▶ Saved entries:
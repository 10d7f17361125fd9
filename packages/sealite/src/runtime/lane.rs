use std::fmt;
use std::sync::atomic::{AtomicUsize, Ordering};

/// One member of the pool's execution group.
///
/// A lane is only an index: the registry keeps one connection pool per lane,
/// so operations bound to different lanes never share a pool.
#[derive(Debug, Clone, Copy, PartialEq, Eq, Hash)]
pub struct ExecutionLane(usize);

impl ExecutionLane {
    pub fn new(index: usize) -> Self {
        Self(index)
    }

    pub fn index(self) -> usize {
        self.0
    }
}

impl fmt::Display for ExecutionLane {
    fn fmt(&self, f: &mut fmt::Formatter<'_>) -> fmt::Result {
        write!(f, "lane-{}", self.0)
    }
}

/// Round-robin lane selector
#[derive(Debug)]
pub(crate) struct LaneCursor {
    lanes: usize,
    next: AtomicUsize,
}

impl LaneCursor {
    pub(crate) fn new(lanes: usize) -> Self {
        Self {
            lanes: lanes.max(1),
            next: AtomicUsize::new(0),
        }
    }

    pub(crate) fn lanes(&self) -> usize {
        self.lanes
    }

    pub(crate) fn next(&self) -> ExecutionLane {
        ExecutionLane(self.next.fetch_add(1, Ordering::Relaxed) % self.lanes)
    }
}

▶ Problem details:
Copy each line from the data that features the string "Debug".

▶ Exercise answer:
#[derive(Debug, Clone, Copy, PartialEq, Eq, Hash)]
#[derive(Debug)]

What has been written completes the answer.